En la oficina, todos opinan algo. Opinan parejo porque todos escuchan lo mismo, ven lo mismo, leen lo mismo. Opinan lo mismo y nadie quiere sentirse aislado. Por eso uno opina lo mismo que los demás. ¿Por qué? Porque no quiero sentirme solo. «No sé qué opino. Lo que sé es que para vivir aquí, sentirme cálido en medio de esta sociedad, tengo que opinar esto, esto y esto. Porque lo dice la televisión».
Un hombre ve cómo su vecino mata a su mujer. De inmediato, le cuenta a su esposa.
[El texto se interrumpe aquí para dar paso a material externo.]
// Copyright 2026 the Parallax Authors
// SPDX-License-Identifier: Apache-2.0 OR MIT

//! Scroll, resize, and ready wiring.
//!
//! [`ScrollDriver`] subscribes to document `scroll`, window `resize`, and,
//! while the document is still loading, `DOMContentLoaded`, and invokes an
//! update callback for each. With
//! [`DriverOptions::coalesce`] set, bursts of events between two animation
//! frames collapse into a single update inside `requestAnimationFrame`.

use alloc::boxed::Box;
use alloc::rc::Rc;
use core::cell::{Cell, RefCell};

use wasm_bindgen::closure::Closure;
use wasm_bindgen::prelude::*;
use web_sys::{Document, EventTarget, Window};

use crate::instance::{AttachError, DomParallax};

#[wasm_bindgen]
extern "C" {
    #[wasm_bindgen(js_name = "requestAnimationFrame")]
    fn request_animation_frame(callback: &JsValue) -> i32;

    #[wasm_bindgen(js_name = "cancelAnimationFrame")]
    fn cancel_animation_frame(id: i32);
}

const SCROLL: &str = "scroll";
const RESIZE: &str = "resize";
const READY: &str = "DOMContentLoaded";

/// Options for a [`ScrollDriver`].
#[derive(Clone, Copy, Debug, Default, PartialEq, Eq)]
pub struct DriverOptions {
    /// Defer updates to the next animation frame, running at most one update
    /// per frame. When `false`, every event updates synchronously.
    pub coalesce: bool,
}

impl DriverOptions {
    /// Synchronous updates, one per event.
    pub const IMMEDIATE: Self = Self { coalesce: false };

    /// At most one update per animation frame.
    pub const COALESCED: Self = Self { coalesce: true };
}

/// Invokes an update callback on scroll, resize, and document ready.
///
/// Create with [`ScrollDriver::new`] (or [`for_parallax`](Self::for_parallax)),
/// then call [`start`](Self::start). Listeners are removed by
/// [`stop`](Self::stop) or when the driver is dropped.
pub struct ScrollDriver {
    inner: Rc<DriverInner>,
}

type EventClosure = Closure<dyn FnMut()>;
type FrameClosure = Closure<dyn FnMut(f64)>;

struct DriverInner {
    window: Window,
    document: Document,

    /// The user-supplied update, run once per (coalesced) notification.
    update: RefCell<Box<dyn FnMut()>>,

    /// Shared by all three event subscriptions.
    listener: RefCell<Option<EventClosure>>,

    /// Registered with `requestAnimationFrame` when coalescing.
    frame: RefCell<Option<FrameClosure>>,

    options: DriverOptions,
    running: Cell<bool>,

    /// A frame is requested and has not run yet.
    pending: Cell<bool>,
    raf_id: Cell<i32>,
}

impl DriverInner {
    fn run_update(&self) {
        // Skip a nested notification raised from inside the update itself.
        if let Ok(mut update) = self.update.try_borrow_mut() {
            update();
        }
    }

    fn notify(&self) {
        if !self.running.get() {
            return;
        }
        if !self.options.coalesce {
            self.run_update();
            return;
        }
        if self.pending.get() {
            return;
        }
        if let Some(ref frame) = *self.frame.borrow() {
            self.pending.set(true);
            let id = request_animation_frame(frame.as_ref().unchecked_ref());
            self.raf_id.set(id);
        }
    }

    fn targets(&self) -> [(&EventTarget, &'static str); 3] {
        [
            (self.document.as_ref(), SCROLL),
            (self.window.as_ref(), RESIZE),
            (self.document.as_ref(), READY),
        ]
    }
}

/// Whether a document in `ready_state` will still fire `DOMContentLoaded`.
fn is_loading(ready_state: &str) -> bool {
    ready_state == "loading"
}

impl ScrollDriver {
    /// Creates a driver that is **not yet listening**.
    ///
    /// # Errors
    ///
    /// Returns [`AttachError::NoWindow`] or [`AttachError::NoDocument`]
    /// outside a browser document.
    pub fn new(
        update: impl FnMut() + 'static,
        options: DriverOptions,
    ) -> Result<Self, AttachError> {
        let window = web_sys::window().ok_or(AttachError::NoWindow)?;
        let document = window.document().ok_or(AttachError::NoDocument)?;
        Ok(Self {
            inner: Rc::new(DriverInner {
                window,
                document,
                update: RefCell::new(Box::new(update)),
                listener: RefCell::new(None),
                frame: RefCell::new(None),
                options,
                running: Cell::new(false),
                pending: Cell::new(false),
                raf_id: Cell::new(0),
            }),
        })
    }

    /// Creates a driver that calls [`DomParallax::update`] on `parallax`.
    ///
    /// # Errors
    ///
    /// See [`new`](Self::new).
    pub fn for_parallax(
        parallax: Rc<RefCell<DomParallax>>,
        options: DriverOptions,
    ) -> Result<Self, AttachError> {
        Self::new(
            move || {
                if let Ok(mut parallax) = parallax.try_borrow_mut() {
                    parallax.update();
                }
            },
            options,
        )
    }

    /// Subscribes to scroll and resize notifications, and to
    /// `DOMContentLoaded` while the document is still loading.
    ///
    /// If the document has already finished parsing, the ready notification
    /// has been missed, so one update runs immediately instead. A no-op if
    /// already started.
    ///
    /// # Errors
    ///
    /// Returns [`AttachError::Dom`] if a listener could not be registered;
    /// any listeners already added are removed again.
    pub fn start(&self) -> Result<(), AttachError> {
        if self.inner.running.get() {
            return Ok(());
        }

        if self.inner.listener.borrow().is_none() {
            let inner = Rc::clone(&self.inner);
            let listener = Closure::wrap(Box::new(move || inner.notify()) as Box<dyn FnMut()>);
            *self.inner.listener.borrow_mut() = Some(listener);
        }
        if self.inner.options.coalesce && self.inner.frame.borrow().is_none() {
            let inner = Rc::clone(&self.inner);
            let frame = Closure::wrap(Box::new(move |_timestamp_ms: f64| {
                inner.pending.set(false);
                if inner.running.get() {
                    inner.run_update();
                }
            }) as Box<dyn FnMut(f64)>);
            *self.inner.frame.borrow_mut() = Some(frame);
        }

        let waits_for_ready = is_loading(&self.inner.document.ready_state());
        self.inner.running.set(true);
        if let Err(err) = self.subscribe(waits_for_ready) {
            self.stop();
            return Err(err);
        }

        if !waits_for_ready {
            self.inner.run_update();
        }
        Ok(())
    }

    fn subscribe(&self, waits_for_ready: bool) -> Result<(), AttachError> {
        let listener = self.inner.listener.borrow();
        let Some(listener) = listener.as_ref() else {
            return Ok(());
        };
        for (target, event) in self.inner.targets() {
            if event == READY && !waits_for_ready {
                continue;
            }
            target
                .add_event_listener_with_callback(event, listener.as_ref().unchecked_ref())
                .map_err(|_| AttachError::Dom("addEventListener"))?;
        }
        Ok(())
    }

    /// Removes all listeners and cancels a pending frame.
    ///
    /// Can be restarted by calling [`start`](Self::start) again.
    pub fn stop(&self) {
        if !self.inner.running.get() {
            return;
        }
        self.inner.running.set(false);

        if let Some(ref listener) = *self.inner.listener.borrow() {
            for (target, event) in self.inner.targets() {
                let _ = target
                    .remove_event_listener_with_callback(event, listener.as_ref().unchecked_ref());
            }
        }
        if self.inner.pending.replace(false) {
            cancel_animation_frame(self.inner.raf_id.get());
        }
    }

    /// Returns `true` while listeners are registered.
    #[must_use]
    pub fn is_running(&self) -> bool {
        self.inner.running.get()
    }

    /// Returns the options this driver was created with.
    #[must_use]
    pub fn options(&self) -> DriverOptions {
        self.inner.options
    }
}

impl Drop for ScrollDriver {
    fn drop(&mut self) {
        self.stop();
        // Break the Rc cycle through the closures so they don't leak.
        self.inner.listener.borrow_mut().take();
        self.inner.frame.borrow_mut().take();
    }
}

impl core::fmt::Debug for ScrollDriver {
    fn fmt(&self, f: &mut core::fmt::Formatter<'_>) -> core::fmt::Result {
        f.debug_struct("ScrollDriver")
            .field("running", &self.inner.running.get())
            .field("pending", &self.inner.pending.get())
            .field("options", &self.inner.options)
            .finish_non_exhaustive()
    }
}
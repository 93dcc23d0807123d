//! Output targets: the console stream or an open log file.
//!
//! This module owns path decomposition, collision-free naming of rolled
//! files and the opening of the file handles themselves.

use std::fs::{DirBuilder, File, OpenOptions};
use std::io::{self, Write};
use std::path::{Path, PathBuf};

use crate::error::{ConfigError, Result};

/// A log file path split into directory, base name and extension.
#[derive(Debug, Clone, PartialEq, Eq)]
pub struct LogFilePath {
    dir: PathBuf,
    name: String,
    ext: String,
}

impl LogFilePath {
    /// Splits `path` into its components.
    ///
    /// A path without a directory part lives in `.`. The extension is
    /// everything from the last `.` of the file name and may be empty.
    ///
    /// ```rust
    /// use rolling_log::LogFilePath;
    ///
    /// let p = LogFilePath::parse("./tmp/test.log").unwrap();
    /// assert_eq!(p.name(), "test");
    /// assert_eq!(p.ext(), ".log");
    /// assert!(LogFilePath::parse("logs/.log").is_err());
    /// ```
    pub fn parse(path: &str) -> Result<Self> {
        let p = Path::new(path);
        let file = p.file_name().and_then(|f| f.to_str()).unwrap_or_default();
        if file.is_empty() {
            return Err(ConfigError::EmptyFileName(path.to_string()));
        }
        if file.contains(['/', '\\']) {
            return Err(ConfigError::InvalidFileName(path.to_string()));
        }
        let dir = match p.parent() {
            Some(d) if d.as_os_str().is_empty() => PathBuf::from("."),
            Some(d) => d.to_path_buf(),
            None => return Err(ConfigError::EmptyDirectory(path.to_string())),
        };
        let (name, ext) = match file.rfind('.') {
            Some(idx) => file.split_at(idx),
            None => (file, ""),
        };
        if name.is_empty() {
            return Err(ConfigError::EmptyFileName(path.to_string()));
        }
        Ok(Self {
            dir,
            name: name.to_string(),
            ext: ext.to_string(),
        })
    }

    /// Directory holding the log files.
    #[must_use]
    pub fn dir(&self) -> &Path {
        &self.dir
    }

    /// File name without extension.
    #[must_use]
    pub fn name(&self) -> &str {
        &self.name
    }

    /// Extension including the leading dot, or empty.
    #[must_use]
    pub fn ext(&self) -> &str {
        &self.ext
    }

    /// `<dir>/<name><ext>`.
    #[must_use]
    pub fn path(&self) -> PathBuf {
        self.dir.join(format!("{}{}", self.name, self.ext))
    }

    /// `<dir>/<name>_<n><ext>`.
    #[must_use]
    pub fn numbered(&self, n: u32) -> PathBuf {
        self.dir.join(format!("{}_{n}{}", self.name, self.ext))
    }

    /// The first of `<name><ext>`, `<name>_1<ext>`, `<name>_2<ext>`, … that
    /// does not exist yet.
    #[must_use]
    pub fn next_free(&self) -> PathBuf {
        let mut candidate = self.path();
        let mut n = 1;
        while candidate.exists() {
            candidate = self.numbered(n);
            n += 1;
        }
        candidate
    }

    /// The path to open: the plain path, or the next free one when rolling.
    #[must_use]
    pub fn resolve(&self, rolling: bool) -> PathBuf {
        if rolling { self.next_free() } else { self.path() }
    }
}

/// A freshly opened log file.
#[derive(Debug)]
pub(crate) struct OpenedFile {
    /// The handle, positioned for appending.
    pub file: File,
    /// Where it lives.
    pub path: PathBuf,
    /// Whether the file existed and is being appended to.
    pub appended: bool,
}

/// Opens `path` for logging.
///
/// An existing file is opened for appending and never truncated. Otherwise
/// all missing parent directories are created and the file is created.
pub(crate) fn open_log_file(path: &Path) -> Result<OpenedFile> {
    if path.exists() {
        let file = OpenOptions::new()
            .append(true)
            .open(path)
            .map_err(|source| ConfigError::OpenFile {
                path: path.to_path_buf(),
                source,
            })?;
        return Ok(OpenedFile {
            file,
            path: path.to_path_buf(),
            appended: true,
        });
    }

    if let Some(dir) = path.parent().filter(|d| !d.as_os_str().is_empty()) {
        create_dirs(dir).map_err(|source| ConfigError::CreateDir {
            path: dir.to_path_buf(),
            source,
        })?;
    }
    let file = File::create(path).map_err(|source| ConfigError::OpenFile {
        path: path.to_path_buf(),
        source,
    })?;
    Ok(OpenedFile {
        file,
        path: path.to_path_buf(),
        appended: false,
    })
}

fn create_dirs(dir: &Path) -> io::Result<()> {
    let mut builder = DirBuilder::new();
    builder.recursive(true);
    #[cfg(unix)]
    {
        use std::os::unix::fs::DirBuilderExt;
        builder.mode(0o777);
    }
    builder.create(dir)
}

/// The destination lines are currently written to.
#[derive(Debug, Default)]
pub(crate) enum Target {
    /// The logger's console stream (standard output unless replaced).
    #[default]
    Console,
    /// An open log file.
    File {
        /// The handle.
        file: File,
        /// Its path.
        path: PathBuf,
    },
}

impl Target {
    /// Path of the open file, if the target is a file.
    #[must_use]
    pub(crate) fn path(&self) -> Option<&Path> {
        match self {
            Self::Console => None,
            Self::File { path, .. } => Some(path),
        }
    }

    /// Writes one complete line.
    pub(crate) fn write_line(&mut self, console: &mut dyn Write, line: &[u8]) -> io::Result<()> {
        match self {
            Self::Console => {
                console.write_all(line)?;
                console.flush()
            }
            Self::File { file, .. } => file.write_all(line),
        }
    }
}

impl From<OpenedFile> for Target {
    fn from(opened: OpenedFile) -> Self {
        Self::File {
            file: opened.file,
            path: opened.path,
        }
    }
}
//! Tests for the process-wide default logger and the crate macros.
//!
//! The default logger is global, so everything that reconfigures it lives in
//! this one test binary and in a single test.

use rolling_log::{
    Level, Rolling, debug, debugf, default_logger, error, errorf, info, infof, warn, warnf,
};
use std::fs;
use tempfile::TempDir;

#[test]
fn macros_write_through_the_default_logger() {
    let logger = default_logger();
    assert_eq!(logger.level(), Level::Info);
    assert_eq!(logger.rolling(), Rolling::None);
    assert!(logger.log_file().is_none());

    let dir = TempDir::new().unwrap();
    let path = dir.path().join("tmp/test.log");
    logger.set_log_file(path.to_str().unwrap());

    debug!("Debug", "log");
    debugf!("{}-{}\n", "Debugf", "log");
    info!("Info", "log");
    let info_line = line!() - 1;
    infof!("{}-{}\n", "Infof", "log");
    warn!("Warn", "log");
    warnf!("{}-{}", "Warnf", "log");
    error!("Error", 42);
    errorf!("{}-{}\n", "Errorf", "log");

    let contents = fs::read_to_string(&path).unwrap();
    assert!(!contents.contains("Debug"), "debug is below the default level");
    assert!(contents.contains(&format!("default_logger.rs:{info_line} Infolog")));
    assert!(contents.contains(" Infof-log\n\x1b[0m"));
    assert!(contents.contains(" Warnlog\x1b[0m\n"));
    // warnf adds no newline, so errorf continues on the same line.
    assert!(contents.contains(" Warnf-log\x1b[0m\x1b[31;3m[E|"));
    assert!(contents.contains(" Error42\x1b[0m\n"));

    logger.set_level("debug");
    debug!("now visible");
    assert!(fs::read_to_string(&path).unwrap().contains(" now visible"));
}
impl LoggerInner {
    fn now(&self) -> DateTime<Local> {
        (self.clock)()
    }

    /// Prints an internal notice on the console stream.
    fn notice(&mut self, tag: &str, color: Color, msg: &str) {
        let now = self.now();
        let color = self.color.then_some(color);
        let console = &mut self.console;
        with_scratch(|buf| {
            format_notice(buf, tag, color, &now, msg);
            let _ = console.write_all(buf.as_bytes());
            let _ = console.flush();
        });
    }

    /// Opens a fresh target for the current configuration and resets the
    /// rolling state. The previous target is dropped.
    fn initialize(&mut self, now: i64) -> Result<()> {
        let rolling = self.policy.mode().is_active();
        let path = self.file.as_ref().map(|f| f.resolve(rolling));
        self.target = match path {
            Some(path) => {
                let opened = open_log_file(&path)?;
                if opened.appended {
                    self.notice("Warn", Color::Yellow, "log file exist, append it");
                }
                tracing::debug!(
                    path = %opened.path.display(),
                    appended = opened.appended,
                    "opened log file"
                );
                opened.into()
            }
            None => Target::Console,
        };
        self.policy.reset(now);
        self.initialized = true;
        Ok(())
    }

    /// Runs one line through initialization, the rotation check and the
    /// byte counter, then writes it.
    fn write(&mut self, line: &str, now: i64) -> io::Result<()> {
        if !self.initialized {
            if let Err(err) = self.initialize(now) {
                fatal(err);
            }
        }
        if self.policy.should_rotate(now) {
            let previous = self.target.path().map(Path::to_path_buf);
            if let Err(err) = self.initialize(now) {
                fatal(err);
            }
            tracing::debug!(
                mode = self.policy.mode().as_str(),
                from = ?previous,
                to = ?self.target.path(),
                "rotated log file"
            );
        }
        self.policy.record(line.len());
        self.target.write_line(self.console.as_mut(), line.as_bytes())
    }

    fn reconfigure(&mut self) {
        self.initialized = false;
    }
}

/// Reports a configuration error the caller chose not to handle and aborts
/// the process.
#[cold]
#[track_caller]
fn fatal(err: ConfigError) -> ! {
    let site = CallSite::caller();
    tracing::error!(error = %err, %site, "fatal logger misconfiguration");
    eprintln!("rolling_log: {err} ({site})");
    process::abort()
}

/// A leveled logger with optional file output and rolling.
///
/// `Logger` is a handle: clones share the same configuration and output.
/// A single lock serializes configuration changes with writes, so one write
/// observes one consistent configuration and rotation happens at most once
/// per crossing of the threshold.
///
/// ```rust,no_run
/// use rolling_log::Logger;
///
/// let logger = Logger::new();
/// logger
///     .set_level("debug")
///     .set_log_file("./tmp/app.log")
///     .set_rolling("size", 10 * 1024);
/// logger.info(&[&"started worker ", &3]);
/// logger.debugf(format_args!("queue depth {}\n", 17));
/// ```
pub struct Logger {
    inner: Arc<Mutex<LoggerInner>>,
}

impl Default for Logger {
    fn default() -> Self {
        Self::new()
    }
}

impl Clone for Logger {
    fn clone(&self) -> Self {
        Self {
            inner: Arc::clone(&self.inner),
        }
    }
}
Ella está viendo la televisión y le contesta: «¡Ah! No sé… Esta noche voy a ver el programa de Fulano, si sale ahí, te creo». Lo que no sale en televisión no existe. Lo que sale en televisión existe. Los medios son absolutamente poderosos, crean la opinión generalizada, y lo que es decisivo es la pérdida de la libertad individual. Heidegger en El ser y el tiempo habla de «la avidez de novedades». La avidez de novedades es el zapping, es el shopping. Uno salta de una cosa a la otra buscando novedades. Esa avidez provoca que sea casi imposible que alguien se concentre en algo.
El fin de la televisión, tal como se la instrumenta no solo aquí, sino en el mundo, es que la persona piense cada vez menos. Esto puede lograrse con una exhibición exagerada de culos y tetas. Pero ¡cuidado! Todo culo tiene una ideología, toda teta tiene una ideología. «Atontate mirando esto, volvete loco mirando estas exuberancias, esta carnalidad que te va a ahogar. Y no pienses».
La libertad es pensar. Hagamos como Truman y entremos por esa puerta, negra, incierta, peligrosa, pero nuestra.